Donovan sucked in smoke and blew it out in a long stream. “I’m saying they don’t have it good or bad. It is what it is. If I had to pick between being a Hmong or being Laotian or South Vietnamese, I’d pick Hmong in a heartbeat. At least these guys are warriors. They’re free, and they’ll fight anybody who tries to take that freedom away. But a few small improvements could make a world of difference to the village. Some wells, some pipes, and lessons in basic hygiene. The Hmong believe that bathing washes away a soul. And that they each have thirty-two souls, so losing even one is a problem. If they could get past that and just fucking bathe more, half of their medical issues would vanish. If they had any clue about how to care for their teeth, that would help, too. And if they could establish steady supply of food and clean water, that would fix most of what’s left, maybe more.”
“So I’m, what? Supposed to be their social worker or their drill sergeant?”
“What’s wrong with being both?” Donovan asked.
“I thought I was here to fight communists,” Lincoln said.
“Don’t get me wrong. I hate this social work, myself. But it’s what the Agency bureaucrats want. Hearts and minds and all that happy horseshit. Trust me, you’ll get to kill plenty of commies. But during the downtimes, you’re going to get bored out of your fucking mind. You’ll be glad for some projects.”
Before being sent to Vietnam, Lincoln had thought that serving in the Army might involve a lot of digging ditches and filling them up again, but that hadn’t been the case. Now it looked as if he might be digging ditches for real. Every day, the temperature seemed to grow hotter, the humidity more intense. It sapped a man’s energy and left him dying for cold water.

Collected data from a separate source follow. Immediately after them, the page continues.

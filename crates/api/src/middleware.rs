use std::sync::Arc;
use std::time::Instant;

use axum::{
    extract::State,
    http::{HeaderMap, StatusCode},
    middleware::Next,
    response::Response,
};
use chrono::Utc;

use catalog_auth::{JwtValidator, Principal};

use crate::app::errors::json_error;
use crate::context::CallerContext;

#[derive(Clone)]
pub struct AuthState {
    pub jwt: Arc<dyn JwtValidator>,
}

/// Resolve the bearer token into a [`CallerContext`], or answer 401.
pub async fn auth_middleware(
    State(state): State<AuthState>,
    mut req: axum::http::Request<axum::body::Body>,
    next: Next,
) -> Response {
    let Some(token) = extract_bearer(req.headers()) else {
        return json_error(StatusCode::UNAUTHORIZED, "unauthorized", "missing bearer token");
    };

    let claims = match state.jwt.validate(token, Utc::now()) {
        Ok(c) => c,
        Err(e) => {
            tracing::debug!(error = %e, "rejected bearer token");
            return json_error(StatusCode::UNAUTHORIZED, "unauthorized", e.to_string());
        }
    };

    req.extensions_mut()
        .insert(CallerContext::new(Principal::from_claims(&claims)));

    next.run(req).await
}

/// One log line per request.
pub async fn log_requests(req: axum::http::Request<axum::body::Body>, next: Next) -> Response {
    let method = req.method().clone();
    let path = req.uri().path().to_string();
    let started = Instant::now();

    let res = next.run(req).await;

    tracing::info!(
        %method,
        %path,
        status = res.status().as_u16(),
        elapsed_ms = started.elapsed().as_millis() as u64,
        "request handled"
    );
    res
}

fn extract_bearer(headers: &HeaderMap) -> Option<&str> {
    let header = headers.get(axum::http::header::AUTHORIZATION)?;
    let header = header.to_str().ok()?;
    let token = header.strip_prefix("Bearer ")?.trim();

    if token.is_empty() {
        return None;
    }
    Some(token)
}
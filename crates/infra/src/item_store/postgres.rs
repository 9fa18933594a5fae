//! Postgres-backed item store.
//!
//! ## Error Mapping
//!
//! | SQLx Error | PostgreSQL code | StoreError |
//! |------------|-----------------|------------|
//! | Database (unique violation) | `23505` | `Conflict` |
//! | Database (other) | any | `Backend` |
//! | PoolClosed / PoolTimedOut / Io / other | n/a | `Backend` |
//!
//! No retries happen here; retry policy belongs to the pool configuration.

use std::sync::Arc;

use async_trait::async_trait;
use chrono::{DateTime, Utc};
use sqlx::postgres::PgRow;
use sqlx::{PgPool, Row};
use tracing::instrument;
use uuid::Uuid;

use catalog_core::ItemId;
use catalog_items::Item;

use super::{ItemStore, StoreError};

const UNIQUE_VIOLATION: &str = "23505";

const CREATE_TABLE: &str = r#"
CREATE TABLE IF NOT EXISTS items (
    id           UUID PRIMARY KEY,
    name         TEXT NOT NULL,
    description  TEXT NOT NULL,
    price        DOUBLE PRECISION NOT NULL,
    created_date TIMESTAMPTZ NOT NULL
)
"#;

/// Item store over a single `items` table.
#[derive(Debug, Clone)]
pub struct PostgresItemStore {
    pool: Arc<PgPool>,
}

impl PostgresItemStore {
    pub fn new(pool: PgPool) -> Self {
        Self { pool: Arc::new(pool) }
    }

    /// Connect and make sure the `items` table exists.
    pub async fn connect(database_url: &str) -> Result<Self, StoreError> {
        let pool = PgPool::connect(database_url)
            .await
            .map_err(|e| map_sqlx_error("connect", e))?;
        let store = Self::new(pool);
        store.ensure_schema().await?;
        Ok(store)
    }

    pub async fn ensure_schema(&self) -> Result<(), StoreError> {
        sqlx::query(CREATE_TABLE)
            .execute(&*self.pool)
            .await
            .map_err(|e| map_sqlx_error("ensure_schema", e))?;
        Ok(())
    }
}

fn row_to_item(row: &PgRow) -> Result<Item, sqlx::Error> {
    let id: Uuid = row.try_get("id")?;
    let name: String = row.try_get("name")?;
    let description: String = row.try_get("description")?;
    let price: f64 = row.try_get("price")?;
    let created_date: DateTime<Utc> = row.try_get("created_date")?;

    Ok(Item::restore(
        ItemId::from_uuid(id),
        name,
        description,
        price,
        created_date,
    ))
}

fn map_sqlx_error(operation: &str, err: sqlx::Error) -> StoreError {
    StoreError::Backend(format!("{operation}: {err}"))
}

fn is_unique_violation(err: &sqlx::Error) -> bool {
    match err {
        sqlx::Error::Database(db) => db.code().as_deref() == Some(UNIQUE_VIOLATION),
        _ => false,
    }
}

#[async_trait]
impl ItemStore for PostgresItemStore {
    #[instrument(skip(self), fields(item_id = %id), err)]
    async fn get_by_id(&self, id: ItemId) -> Result<Option<Item>, StoreError> {
        let row = sqlx::query(
            "SELECT id, name, description, price, created_date FROM items WHERE id = $1",
        )
        .bind(id.as_uuid())
        .fetch_optional(&*self.pool)
        .await
        .map_err(|e| map_sqlx_error("get_by_id", e))?;

        row.as_ref()
            .map(row_to_item)
            .transpose()
            .map_err(|e| map_sqlx_error("get_by_id", e))
    }

    #[instrument(skip(self), err)]
    async fn get_all(&self) -> Result<Vec<Item>, StoreError> {
        let rows = sqlx::query("SELECT id, name, description, price, created_date FROM items")
            .fetch_all(&*self.pool)
            .await
            .map_err(|e| map_sqlx_error("get_all", e))?;

        rows.iter()
            .map(row_to_item)
            .collect::<Result<Vec<_>, _>>()
            .map_err(|e| map_sqlx_error("get_all", e))
    }

    #[instrument(skip(self, item), fields(item_id = %item.id()), err)]
    async fn create(&self, item: &Item) -> Result<(), StoreError> {
        sqlx::query(
            "INSERT INTO items (id, name, description, price, created_date) VALUES ($1, $2, $3, $4, $5)",
        )
        .bind(item.id().as_uuid())
        .bind(item.name())
        .bind(item.description())
        .bind(item.price())
        .bind(item.created_date())
        .execute(&*self.pool)
        .await
        .map_err(|e| {
            if is_unique_violation(&e) {
                StoreError::Conflict(item.id())
            } else {
                map_sqlx_error("create", e)
            }
        })?;
        Ok(())
    }

    #[instrument(skip(self, item), fields(item_id = %item.id()), err)]
    async fn update(&self, item: &Item) -> Result<(), StoreError> {
        let result = sqlx::query(
            "UPDATE items SET name = $2, description = $3, price = $4 WHERE id = $1",
        )
        .bind(item.id().as_uuid())
        .bind(item.name())
        .bind(item.description())
        .bind(item.price())
        .execute(&*self.pool)
        .await
        .map_err(|e| map_sqlx_error("update", e))?;

        if result.rows_affected() == 0 {
            return Err(StoreError::NotFound(item.id()));
        }
        Ok(())
    }

    #[instrument(skip(self), fields(item_id = %id), err)]
    async fn remove(&self, id: ItemId) -> Result<(), StoreError> {
        let result = sqlx::query("DELETE FROM items WHERE id = $1")
            .bind(id.as_uuid())
            .execute(&*self.pool)
            .await
            .map_err(|e| map_sqlx_error("remove", e))?;

        if result.rows_affected() == 0 {
            return Err(StoreError::NotFound(id));
        }
        Ok(())
    }
}
//! Strongly-typed identifiers used across the catalog.

use core::str::FromStr;
use serde::{Deserialize, Serialize};
use uuid::Uuid;

use crate::error::DomainError;

/// Identifier of a catalog item.
///
/// Generated once at creation and never reused: a re-created item with the
/// same fields gets a fresh id and is a different entity.
#[derive(Debug, Copy, Clone, PartialEq, Eq, Hash, PartialOrd, Ord, Serialize, Deserialize)]
#[serde(transparent)]
pub struct ItemId(Uuid);

impl ItemId {
    /// Generate a new identifier.
    ///
    /// Uses UUIDv7 (time-ordered). Prefer `from_uuid` in tests for determinism.
    pub fn new() -> Self {
        Self(Uuid::now_v7())
    }

    pub fn from_uuid(uuid: Uuid) -> Self {
        Self(uuid)
    }

    pub fn as_uuid(&self) -> &Uuid {
        &self.0
    }
}

impl Default for ItemId {
    fn default() -> Self {
        Self::new()
    }
}

impl core::fmt::Display for ItemId {
    fn fmt(&self, f: &mut core::fmt::Formatter<'_>) -> core::fmt::Result {
        core::fmt::Display::fmt(&self.0, f)
    }
}

impl From<Uuid> for ItemId {
    fn from(value: Uuid) -> Self {
        Self(value)
    }
}

impl From<ItemId> for Uuid {
    fn from(value: ItemId) -> Self {
        value.0
    }
}

impl FromStr for ItemId {
    type Err = DomainError;

    fn from_str(s: &str) -> Result<Self, Self::Err> {
        let uuid = Uuid::from_str(s).map_err(|e| DomainError::invalid_id(format!("ItemId: {e}")))?;
        Ok(Self(uuid))
    }
}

But in Vang Khom, there would be no cold water. No air conditioning, or even the omnipresent ceiling fans of Saigon and Danang. And he would not only have to turn villagers into warriors, he would have to function as a handyman. Probably confessor and cop, too, if Donovan had his way.
He had agreed to the mission, though. He could claim ignorance of its true nature, but he doubted that Donovan would let him off the hook. They were here now, and they’d almost died trying to make it.
The whole task seemed suddenly hopeless. Impossible. These people wouldn’t be dragged into the twentieth century; for the most part, they hadn’t even reached the nineteenth. Even if they could be, how could he do it alone?
It was a little late for second thoughts, he decided. He was here. He was stuck.
He was all they had.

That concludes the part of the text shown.